No, I'm not saying I'm great and all. Or my short stories (the former ones anyway) are well-written, cohesive, profound, poetic, or whatever. No. That's actually it. My (former) short stories weren't all that. That's the problem. Some of them had illogical images inserted in every scene just so that the story would say that This Is A Metaphor. And some scenes had characters popping out of nowhere, because aside from these sudden characters being a metaphor, the main character needs to vent out, other substories are needed to be told (for more This Is Interesting points), and somewhere along the way, there's that implication of the usual being alone and alienation.

I'm sorry if I'm saying all of this as if these are bad things (maybe they are, maybe not, depends which intellectual you're talking to, haha). I'm just tired of being sad, or other things being sad, that's all. Not that I'm looking for happy-gooey escapism either. It's just that I was disappointed with the main guy being blah-type sad (the kind of sadness that doesn't really scream sadness but you can see that he's awfully sad anyway). I really do believe that Toru Okada, the main guy in this novel, is to blame for his being lonely. And for his disintegrating marriage. And for other "weird" stuff happening to him.

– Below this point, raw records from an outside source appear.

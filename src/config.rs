//! Provisioner Configuration
//!
//! Datacenter-scoped defaults loaded from a YAML file. A sample:
//!
//! ```yaml
//! region: global
//! default-datacenter: dc1
//! datacenters:
//!   dc1:
//!     address: http://20.0.0.2:4646
//!     network-type: host
//!     network-cidr: 172.28.128.1/24
//!     interface: enp0s8
//!     persistence-location: /tmp/
//!     replica-count: "2"
//!     controller-image: openebs/jiva:0.4.0
//! ```

use crate::domain::claim::PropertyKey;
use crate::domain::ports::{DefaultPropertySource, PropertyKind};
use crate::domain::properties::parse_replica_count;
use crate::error::{Error, Result};
use crate::network::Ipv4Cidr;
use serde::{Deserialize, Serialize};
use std::collections::BTreeMap;
use std::path::Path;
use tracing::info;

// =============================================================================
// Configuration Types
// =============================================================================

/// Settings of one datacenter
#[derive(Debug, Clone, Default, PartialEq, Serialize, Deserialize)]
#[serde(rename_all = "kebab-case", default)]
pub struct DatacenterConfig {
    /// Orchestrator API address serving this datacenter
    pub address: Option<String>,
    /// Host networking or otherwise
    pub network_type: Option<String>,
    /// Range addresses are drawn from
    pub network_cidr: Option<String>,
    /// Prefix length of the subnet carved from `network_cidr`
    pub subnet_prefix: Option<u8>,
    /// Interface available on every host
    pub interface: Option<String>,
    /// Backing directory replicas persist into
    pub persistence_location: Option<String>,
    /// Default number of replicas
    pub replica_count: Option<String>,
    /// Default controller/replica image
    pub controller_image: Option<String>,
}

/// Whole-process provisioner configuration
#[derive(Debug, Clone, PartialEq, Serialize, Deserialize)]
#[serde(rename_all = "kebab-case", default)]
pub struct ProvisionerConfig {
    pub region: String,
    pub default_datacenter: String,
    pub datacenters: BTreeMap<String, DatacenterConfig>,
}

impl Default for ProvisionerConfig {
    fn default() -> Self {
        Self {
            region: "global".to_string(),
            default_datacenter: "dc1".to_string(),
            datacenters: BTreeMap::from([("dc1".to_string(), DatacenterConfig::default())]),
        }
    }
}

impl ProvisionerConfig {
    /// Parse and validate YAML
    pub fn from_yaml(yaml: &str) -> Result<Self> {
        let config: ProvisionerConfig = serde_yaml::from_str(yaml)?;
        config.validate()?;
        Ok(config)
    }

    /// Load from a file
    pub fn load(path: impl AsRef<Path>) -> Result<Self> {
        let path = path.as_ref();
        let raw = std::fs::read_to_string(path)?;
        let config = Self::from_yaml(&raw)?;
        info!(
            "Loaded provisioner config from {} ({} datacenters)",
            path.display(),
            config.datacenters.len()
        );
        Ok(config)
    }

    /// Reject values that could never resolve
    pub fn validate(&self) -> Result<()> {
        if self.region.trim().is_empty() {
            return Err(Error::Configuration("region is empty".into()));
        }
        if !self.datacenters.contains_key(&self.default_datacenter) {
            return Err(Error::Configuration(format!(
                "default datacenter '{}' is not configured",
                self.default_datacenter
            )));
        }

        for (name, dc) in &self.datacenters {
            if let Some(count) = &dc.replica_count {
                parse_replica_count(count).map_err(|e| {
                    Error::Configuration(format!("datacenter '{}': {}", name, e))
                })?;
            }
            if let Some(cidr) = &dc.network_cidr {
                let network = Ipv4Cidr::parse(cidr).map_err(|e| {
                    Error::Configuration(format!("datacenter '{}': {}", name, e))
                })?;
                if let Some(prefix) = dc.subnet_prefix {
                    network.subnet(prefix).map_err(|e| {
                        Error::Configuration(format!("datacenter '{}': {}", name, e))
                    })?;
                }
            }
        }

        Ok(())
    }

    /// Orchestrator address of a datacenter, if configured
    pub fn address(&self, datacenter: &str) -> Option<&str> {
        self.datacenters
            .get(datacenter)
            .and_then(|dc| dc.address.as_deref())
    }
}

// =============================================================================
// Datacenter Defaults
// =============================================================================

/// Default-property source backed by [`ProvisionerConfig`].
///
/// Unset values fall back to the built-in defaults of their property.
#[derive(Debug, Clone)]
pub struct DatacenterDefaults {
    name: String,
    config: ProvisionerConfig,
}

impl DatacenterDefaults {
    pub fn new(name: impl Into<String>, config: ProvisionerConfig) -> Self {
        Self {
            name: name.into(),
            config,
        }
    }

    pub fn config(&self) -> &ProvisionerConfig {
        &self.config
    }
}

impl DefaultPropertySource for DatacenterDefaults {
    fn name(&self) -> &str {
        &self.name
    }

    fn region(&self) -> Result<String> {
        Ok(self.config.region.clone())
    }

    fn default_datacenter(&self) -> Result<String> {
        Ok(self.config.default_datacenter.clone())
    }

    fn lookup(&self, datacenter: &str, kind: PropertyKind) -> Result<Option<String>> {
        let dc = self
            .config
            .datacenters
            .get(datacenter)
            .ok_or_else(|| Error::UnknownDatacenter {
                datacenter: datacenter.to_string(),
            })?;

        let configured = match kind {
            PropertyKind::NetworkType => dc.network_type.clone(),
            PropertyKind::NetworkCidr => dc.network_cidr.clone(),
            PropertyKind::SubnetPrefix => dc.subnet_prefix.map(|p| p.to_string()),
            PropertyKind::Interface => dc.interface.clone(),
            PropertyKind::PersistenceLocation => dc.persistence_location.clone(),
            PropertyKind::ReplicaCount => dc.replica_count.clone(),
            PropertyKind::ControllerImage => dc.controller_image.clone(),
        }
        .filter(|v| !v.trim().is_empty());

        Ok(configured.or_else(|| {
            kind.key()
                .and_then(PropertyKey::builtin_default)
                .map(str::to_string)
        }))
    }
}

I didn't really dislike him in the beginning though. Just in the last parts of the novel. I thought that the marriage angle was going good until his wife started blaming herself for everything (which she really shouldn't, I'm all for eternal love but her husband was mistaking disinterest with complacency and trust---which by the way, the novel tried to cover up by saying he wanted to have sex with teh wife and teh wife was the one who declined because of *insert obvious spoiler here* but not looking for the missing cat in the first place was a warning sign right there and then). Plus it just got knight-in-shining-armor-y---I'm going to save my wife! And she wants to be saved! Then everything felt like a metaphor. And then the novel's supposed to be important because of the Japanese history it contained. And then I felt guilty for not being interested in the history part, aside from the torture one soldier had to go through. And then I felt more guilty because I was entranced with violence. And then I justified myself by saying that's one of the things the novel wants to showcase anyway---what actual individuals had to go through under such environment.

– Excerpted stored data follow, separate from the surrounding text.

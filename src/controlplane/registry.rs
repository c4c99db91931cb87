//! Orchestrator Registry
//!
//! Built once at start-up and passed to whatever needs an orchestrator.
//! Each orchestrator registers the capabilities it has; callers ask for a
//! capability by orchestrator name and get `None` when it is not offered.

use crate::domain::ports::{DefaultPropertySourceRef, OrchestratorBackendRef};
use std::collections::BTreeMap;
use tracing::info;

/// What an orchestrator can be asked to do
#[derive(Debug, Clone, Copy, PartialEq, Eq)]
pub enum Capability {
    /// Submit, read and delete jobs
    Jobs,
    /// Supply datacenter-scoped property defaults
    DefaultProperties,
}

#[derive(Default, Clone)]
struct OrchestratorEntry {
    backend: Option<OrchestratorBackendRef>,
    property_source: Option<DefaultPropertySourceRef>,
}

/// Registry of orchestrators keyed by name
#[derive(Default, Clone)]
pub struct OrchestratorRegistry {
    entries: BTreeMap<String, OrchestratorEntry>,
}

impl OrchestratorRegistry {
    pub fn new() -> Self {
        Self::default()
    }

    /// Register the job backend of an orchestrator
    pub fn with_backend(mut self, backend: OrchestratorBackendRef) -> Self {
        let name = backend.name().to_string();
        info!("Registered orchestrator backend {}", name);
        self.entries.entry(name).or_default().backend = Some(backend);
        self
    }

    /// Register the default-property source of an orchestrator
    pub fn with_property_source(
        mut self,
        orchestrator: impl Into<String>,
        source: DefaultPropertySourceRef,
    ) -> Self {
        let orchestrator = orchestrator.into();
        info!(
            "Registered property source {} for orchestrator {}",
            source.name(),
            orchestrator
        );
        self.entries.entry(orchestrator).or_default().property_source = Some(source);
        self
    }

    /// Job backend of an orchestrator, if it has one
    pub fn backend(&self, orchestrator: &str) -> Option<OrchestratorBackendRef> {
        self.entries.get(orchestrator)?.backend.clone()
    }

    /// Default-property source of an orchestrator, if it has one
    pub fn property_source(&self, orchestrator: &str) -> Option<DefaultPropertySourceRef> {
        self.entries.get(orchestrator)?.property_source.clone()
    }

    pub fn supports(&self, orchestrator: &str, capability: Capability) -> bool {
        match capability {
            Capability::Jobs => self.backend(orchestrator).is_some(),
            Capability::DefaultProperties => self.property_source(orchestrator).is_some(),
        }
    }

    /// Registered orchestrator names, sorted
    pub fn names(&self) -> Vec<String> {
        self.entries.keys().cloned().collect()
    }
}

impl std::fmt::Debug for OrchestratorRegistry {
    fn fmt(&self, f: &mut std::fmt::Formatter<'_>) -> std::fmt::Result {
        f.debug_struct("OrchestratorRegistry")
            .field("orchestrators", &self.names())
            .finish()
    }
}
//! Topology Builder
//!
//! Turns resolved volume properties and their address allocation into the
//! job an orchestrator runs: a single frontend (controller) instance and a
//! replica group spread one-per-host.

use super::job::{
    Constraint, Job, LogConfig, NetworkResource, Resources, RestartPolicy, Task, TaskArtifact,
    TaskGroup,
};
use crate::domain::properties::PropertySet;
use crate::error::{Error, Result};
use crate::network::NetworkAllocation;
use std::collections::BTreeMap;
use std::time::Duration;
use tracing::debug;

// =============================================================================
// Constants
// =============================================================================

/// Frontend task name
pub const FRONTEND_TASK: &str = "fe";
/// Replica task name
pub const BACKEND_TASK: &str = "be";

/// Job metadata keys
pub const META_TARGET_PORTAL: &str = "targetPortal";
pub const META_IQN: &str = "iqn";
pub const META_FRONTEND_IP: &str = "frontendIP";
pub const META_BACKEND_VOL_SIZE: &str = "backendVolSize";
pub const META_REPLICA_COUNT: &str = "replicaCount";
pub const META_REPLICA_IP_PREFIX: &str = "replicaIP";

/// Environment key prefix for per-replica addresses
pub const ENV_REPLICA_IP_PREFIX: &str = "REP_IP_";

// =============================================================================
// Configuration
// =============================================================================

/// Fixed, per-deployment shape of every topology
#[derive(Debug, Clone)]
pub struct TopologyConfig {
    /// Suffix of both task group names
    pub group_name: String,
    /// Job priority
    pub priority: i32,
    /// Orchestrator placeholder replaced by each instance's index
    pub index_placeholder: String,
    /// iSCSI qualified name prefix; the volume name is appended
    pub iqn_prefix: String,
    /// Port the frontend serves the target on
    pub target_port: u16,
    /// Script fetched by the frontend task
    pub frontend_artifact: String,
    /// Script fetched by each replica task
    pub backend_artifact: String,
    /// Task driver
    pub driver: String,
    /// Per-task CPU in MHz
    pub cpu_mhz: u32,
    /// Per-task memory in MB
    pub memory_mb: u32,
    /// Per-task network bandwidth in Mbit/s
    pub network_mbits: u32,
    /// Shared by both groups
    pub restart_policy: RestartPolicy,
    /// Log rotation
    pub log_config: LogConfig,
}

impl Default for TopologyConfig {
    fn default() -> Self {
        Self {
            group_name: "vol-pod".to_string(),
            priority: 50,
            index_placeholder: "${NOMAD_ALLOC_INDEX}".to_string(),
            iqn_prefix: "iqn.2016-09.com.openebs.jiva".to_string(),
            target_port: 3260,
            frontend_artifact:
                "https://raw.githubusercontent.com/openebs/jiva/master/scripts/launch-jiva-ctl-with-ip"
                    .to_string(),
            backend_artifact:
                "https://raw.githubusercontent.com/openebs/jiva/master/scripts/launch-jiva-rep-with-ip"
                    .to_string(),
            driver: "raw_exec".to_string(),
            cpu_mhz: 50,
            memory_mb: 50,
            network_mbits: 50,
            restart_policy: RestartPolicy {
                attempts: 3,
                interval: Duration::from_secs(5 * 60),
                delay: Duration::from_secs(25),
                mode: "delay".to_string(),
            },
            log_config: LogConfig {
                max_files: 3,
                max_file_size_mb: 1,
            },
        }
    }
}

impl TopologyConfig {
    pub fn frontend_group(&self) -> String {
        format!("{}-{}", FRONTEND_TASK, self.group_name)
    }

    pub fn backend_group(&self) -> String {
        format!("{}-{}", BACKEND_TASK, self.group_name)
    }
}

// =============================================================================
// Topology Builder
// =============================================================================

/// Builds volume jobs
#[derive(Debug, Clone, Default)]
pub struct TopologyBuilder {
    config: TopologyConfig,
}

impl TopologyBuilder {
    pub fn new(config: TopologyConfig) -> Self {
        Self { config }
    }

    pub fn config(&self) -> &TopologyConfig {
        &self.config
    }

    /// Build the job for a volume
    pub fn build(&self, props: &PropertySet, allocation: &NetworkAllocation) -> Result<Job> {
        Self::check_inputs(props, allocation)?;

        let name = props.name.as_str();
        let index = self.config.index_placeholder.as_str();
        let frontend_ip = allocation.frontend_ip.to_string();
        let subnet_prefix = allocation.subnet.prefix().to_string();

        let mut meta = BTreeMap::from([
            (META_BACKEND_VOL_SIZE.to_string(), props.storage_size.clone()),
            (META_FRONTEND_IP.to_string(), frontend_ip.clone()),
            (
                META_TARGET_PORTAL.to_string(),
                format!("{}:{}", frontend_ip, self.config.target_port),
            ),
            (
                META_IQN.to_string(),
                format!("{}:{}", self.config.iqn_prefix, name),
            ),
            (
                META_REPLICA_COUNT.to_string(),
                allocation.backend_ips.len().to_string(),
            ),
        ]);

        let fe_env = BTreeMap::from([
            ("CTL_NAME".to_string(), format!("{}-{}{}", name, FRONTEND_TASK, index)),
            ("CTL_VERSION".to_string(), props.controller_image.clone()),
            ("CTL_VOLNAME".to_string(), name.to_string()),
            ("CTL_VOLSIZE".to_string(), props.storage_size.clone()),
            ("CTL_IP".to_string(), frontend_ip.clone()),
            ("CTL_SUBNET".to_string(), subnet_prefix.clone()),
            ("CTL_IFACE".to_string(), props.interface.clone()),
        ]);

        let mut be_env = BTreeMap::from([
            ("ALLOC_INDEX".to_string(), index.to_string()),
            ("REP_NAME".to_string(), format!("{}-{}{}", name, BACKEND_TASK, index)),
            ("CTL_IP".to_string(), frontend_ip),
            ("REP_VOLNAME".to_string(), name.to_string()),
            ("REP_VOLSIZE".to_string(), props.storage_size.clone()),
            (
                "REP_VOLSTORE".to_string(),
                replica_store_path(&props.persistence_location, name, index),
            ),
            ("REP_VERSION".to_string(), props.controller_image.clone()),
            ("REP_NETWORK".to_string(), props.network_type.clone()),
            ("REP_IFACE".to_string(), props.interface.clone()),
            ("REP_SUBNET".to_string(), subnet_prefix),
        ]);

        for (i, ip) in allocation.backend_ips.iter().enumerate() {
            be_env.insert(format!("{}{}", ENV_REPLICA_IP_PREFIX, i), ip.to_string());
            meta.insert(format!("{}{}", META_REPLICA_IP_PREFIX, i), ip.to_string());
        }

        let frontend = TaskGroup {
            name: self.config.frontend_group(),
            count: 1,
            constraints: Vec::new(),
            restart_policy: self.config.restart_policy.clone(),
            tasks: vec![self.task(FRONTEND_TASK, fe_env, &self.config.frontend_artifact)],
        };

        let backend = TaskGroup {
            name: self.config.backend_group(),
            count: allocation.backend_ips.len(),
            // Replicas of one volume must survive a single host failure
            constraints: vec![Constraint::distinct_hosts()],
            restart_policy: self.config.restart_policy.clone(),
            tasks: vec![self.task(BACKEND_TASK, be_env, &self.config.backend_artifact)],
        };

        debug!(
            "Built topology for {}: 1 frontend, {} replicas",
            name, backend.count
        );

        Ok(Job {
            id: name.to_string(),
            name: name.to_string(),
            region: props.region.clone(),
            datacenters: vec![props.datacenter.clone()],
            job_type: "service".to_string(),
            priority: self.config.priority,
            constraints: vec![Constraint::new("${attr.kernel.name}", "=", "linux")],
            meta,
            task_groups: vec![frontend, backend],
        })
    }

    fn task(&self, name: &str, env: BTreeMap<String, String>, artifact: &str) -> Task {
        let command = artifact.rsplit('/').next().unwrap_or(artifact).to_string();

        Task {
            name: name.to_string(),
            driver: self.config.driver.clone(),
            resources: Resources {
                cpu: self.config.cpu_mhz,
                memory_mb: self.config.memory_mb,
                networks: vec![NetworkResource {
                    mbits: self.config.network_mbits,
                }],
            },
            env,
            artifacts: vec![TaskArtifact {
                getter_source: artifact.to_string(),
                relative_dest: "local/".to_string(),
            }],
            config: BTreeMap::from([("command".to_string(), serde_json::Value::String(command))]),
            log_config: self.config.log_config.clone(),
        }
    }

    fn check_inputs(props: &PropertySet, allocation: &NetworkAllocation) -> Result<()> {
        let required = [
            ("name", props.name.as_str()),
            ("region", props.region.as_str()),
            ("datacenter", props.datacenter.as_str()),
            ("controllerImage", props.controller_image.as_str()),
            ("networkType", props.network_type.as_str()),
            ("interface", props.interface.as_str()),
            ("persistenceLocation", props.persistence_location.as_str()),
            ("storageSize", props.storage_size.as_str()),
        ];
        if let Some((key, _)) = required.iter().find(|(_, v)| v.trim().is_empty()) {
            return Err(Error::IncompleteSpec(format!("{} is empty", key)));
        }

        if props.replica_count == 0 || allocation.backend_ips.is_empty() {
            return Err(Error::IncompleteSpec("no replicas allocated".into()));
        }

        if allocation.backend_ips.len() != props.replica_count {
            return Err(Error::IncompleteSpec(format!(
                "{} replica addresses for replica count {}",
                allocation.backend_ips.len(),
                props.replica_count
            )));
        }

        Ok(())
    }
}

/// Storage directory of one replica instance
pub fn replica_store_path(location: &str, volume: &str, index: &str) -> String {
    let base = location.trim_end_matches('/');
    format!("{}/{}/{}{}", base, volume, BACKEND_TASK, index)
}

#[cfg(test)]
mod tests {
    use super::*;
    use crate::network::Ipv4Cidr;
    use assert_matches::assert_matches;
    use std::net::Ipv4Addr;

    fn props(replicas: usize) -> PropertySet {
        PropertySet {
            name: "vol1".into(),
            region: "global".into(),
            datacenter: "dc1".into(),
            controller_image: "openebs/jiva:0.4.0".into(),
            controller_ip: Ipv4Addr::new(10, 0, 0, 1),
            replica_ips: (0..replicas)
                .map(|i| Ipv4Addr::new(10, 0, 0, 5 + i as u8))
                .collect(),
            replica_count: replicas,
            network_type: "host".into(),
            subnet: Ipv4Cidr::parse("10.0.0.0/24").unwrap(),
            interface: "eth0".into(),
            persistence_location: "/var/vol/".into(),
            storage_size: "5Gi".into(),
            storage_bytes: 5 << 30,
        }
    }

    fn build(replicas: usize) -> Job {
        let props = props(replicas);
        TopologyBuilder::default()
            .build(&props, &props.allocation())
            .unwrap()
    }

    #[test]
    fn test_group_counts_and_anti_affinity() {
        let job = build(2);
        let config = TopologyConfig::default();

        let fe = job.task_group(&config.frontend_group()).unwrap();
        let be = job.task_group(&config.backend_group()).unwrap();

        assert_eq!(fe.count, 1);
        assert!(!fe.has_distinct_hosts());
        assert_eq!(be.count, 2);
        assert!(be.has_distinct_hosts());
        assert_eq!(fe.restart_policy, be.restart_policy);
        assert_eq!(be.restart_policy.attempts, 3);
    }

    #[test]
    fn test_metadata_records_connection_info() {
        let job = build(2);

        assert_eq!(job.id, "vol1");
        assert_eq!(job.meta[META_TARGET_PORTAL], "10.0.0.1:3260");
        assert_eq!(job.meta[META_IQN], "iqn.2016-09.com.openebs.jiva:vol1");
        assert_eq!(job.meta[META_BACKEND_VOL_SIZE], "5Gi");
        assert_eq!(job.meta[META_REPLICA_COUNT], "2");
        assert_eq!(job.meta["replicaIP0"], "10.0.0.5");
        assert_eq!(job.meta["replicaIP1"], "10.0.0.6");
        assert!(!job.meta.contains_key("replicaIP2"));
    }

    #[test]
    fn test_environment_carries_index_placeholder() {
        let job = build(3);
        let fe = &job.task_groups[0].tasks[0];
        let be = &job.task_groups[1].tasks[0];

        assert_eq!(fe.env["CTL_NAME"], "vol1-fe${NOMAD_ALLOC_INDEX}");
        assert_eq!(fe.env["CTL_IP"], "10.0.0.1");
        assert_eq!(fe.env["CTL_SUBNET"], "24");
        assert_eq!(be.env["REP_NAME"], "vol1-be${NOMAD_ALLOC_INDEX}");
        assert_eq!(be.env["REP_VOLSTORE"], "/var/vol/vol1/be${NOMAD_ALLOC_INDEX}");
        assert_eq!(be.env["REP_IP_2"], "10.0.0.7");
        assert_eq!(be.env["CTL_IP"], "10.0.0.1");
    }

    #[test]
    fn test_flat_resources_and_artifacts() {
        let job = build(1);
        for group in &job.task_groups {
            let task = &group.tasks[0];
            assert_eq!(task.resources.cpu, 50);
            assert_eq!(task.resources.memory_mb, 50);
            assert_eq!(task.resources.networks[0].mbits, 50);
            assert_eq!(task.artifacts[0].relative_dest, "local/");
        }
        assert_eq!(
            job.task_groups[1].tasks[0].config["command"],
            "launch-jiva-rep-with-ip"
        );
    }

    #[test]
    fn test_inconsistent_allocation_is_incomplete() {
        let props = props(2);
        let mut allocation = props.allocation();
        allocation.backend_ips.pop();

        assert_matches!(
            TopologyBuilder::default().build(&props, &allocation),
            Err(Error::IncompleteSpec(_))
        );
    }

    #[test]
    fn test_empty_field_is_incomplete() {
        let mut props = props(1);
        props.controller_image.clear();
        assert_matches!(
            TopologyBuilder::default().build(&props, &props.allocation()),
            Err(Error::IncompleteSpec(msg)) if msg.contains("controllerImage")
        );
    }

    #[test]
    fn test_replica_store_path_joins_cleanly() {
        assert_eq!(replica_store_path("/tmp/", "v", "0"), "/tmp/v/be0");
        assert_eq!(replica_store_path("/data", "v", "1"), "/data/v/be1");
    }
}
//! API Server
//!
//! Runs the REST server for the provisioning API.

use crate::error::{Error, Result};
use std::net::SocketAddr;
use std::sync::Arc;
use tokio::sync::broadcast;
use tracing::info;

use super::rest::RestRouter;
use crate::provisioning::Provisioner;

// =============================================================================
// Server Configuration
// =============================================================================

/// Configuration for the API server
#[derive(Debug, Clone)]
pub struct ApiServerConfig {
    /// REST API bind address
    pub rest_addr: SocketAddr,
}

impl Default for ApiServerConfig {
    fn default() -> Self {
        Self {
            rest_addr: SocketAddr::from(([0, 0, 0, 0], 5656)),
        }
    }
}

// =============================================================================
// API Server
// =============================================================================

/// REST API server over a provisioner
pub struct ApiServer {
    config: ApiServerConfig,
    provisioner: Arc<Provisioner>,
    shutdown_tx: broadcast::Sender<()>,
}

impl ApiServer {
    /// Create a new API server
    pub fn new(config: ApiServerConfig, provisioner: Arc<Provisioner>) -> Self {
        let (shutdown_tx, _) = broadcast::channel(1);

        Self {
            config,
            provisioner,
            shutdown_tx,
        }
    }

    /// Run until shutdown is triggered
    pub async fn run(&self) -> Result<()> {
        let addr = self.config.rest_addr;
        let app = RestRouter::new(self.provisioner.clone()).build();
        let mut shutdown_rx = self.shutdown_tx.subscribe();

        let listener = tokio::net::TcpListener::bind(addr).await.map_err(|e| {
            Error::Internal(format!("Failed to bind REST server: {}", e))
        })?;
        info!("REST API listening on {}", addr);

        axum::serve(listener, app)
            .with_graceful_shutdown(async move {
                let _ = shutdown_rx.recv().await;
                info!("REST server shutting down");
            })
            .await
            .map_err(|e| Error::Internal(format!("REST server error: {}", e)))?;

        Ok(())
    }

    /// Trigger graceful shutdown
    pub fn shutdown(&self) {
        let _ = self.shutdown_tx.send(());
    }
}

#[cfg(test)]
mod tests {
    use super::*;

    #[test]
    fn test_default_config() {
        let config = ApiServerConfig::default();
        assert_eq!(config.rest_addr.port(), 5656);
    }
}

But amidst all of this, would I read Murakami again (you know, for pleasure and not for parading pretend-coolness)? Um, maybe. I would try to read the one with the lesbians or the one that's supposedly popular with teenagers. Because I like lesbians. And teenagers. Um, not in the creepy way.

Also, reading how sort of a half-fairy tale, and half-knight in shining armor, this novel got, it'd be interesting to know how he handles lesbian and teenage characters in other books.

He handles characters in The Wind-Up Bird Chronicle pretty much okay. Only sometimes I feel as if everyone's talking the same way. Except the teenage character.

And that guy who totally doesn't talk.

But it's interesting enough. Enough that I had to babble in this review because I still can't figure if I like it or not. It's interesting, and has some strong images, but then I wasn't totally giddy to write a review on it.

Best read if there's a storm though. With the no electricity style. I remember being freaked out then. That must be something, I guess.

No, I'm not sure what the Wind-Up Bird stood for. If you do, please leave a comment. (Or I should just probably head to Wikipedia, haha)



I agree, Claire. Wieldy at may pagka-random ang Wind-Up Bird.

Kung babasahin mo ulit si Murakami, try mo ung Hard-Boiled Wonderland. Mas consistent at mas funny.


Claire said...

Sige sige. Salamat! ^^

dumating sa puntong paulit ulit na lang yung nangyayari sa protagonist, naasar ako!

i had the same feeling when i first read murakami. the feeling aggravated when i read my second.

he remains to be a favorite author of mine. i really want to buy this book, because it is long enough to savor the 400 something pesos worth of the vintage edition.

try dance, dance, dance.

and tony takitani.

emily said...

norwegian wood. my favorite book by murakami.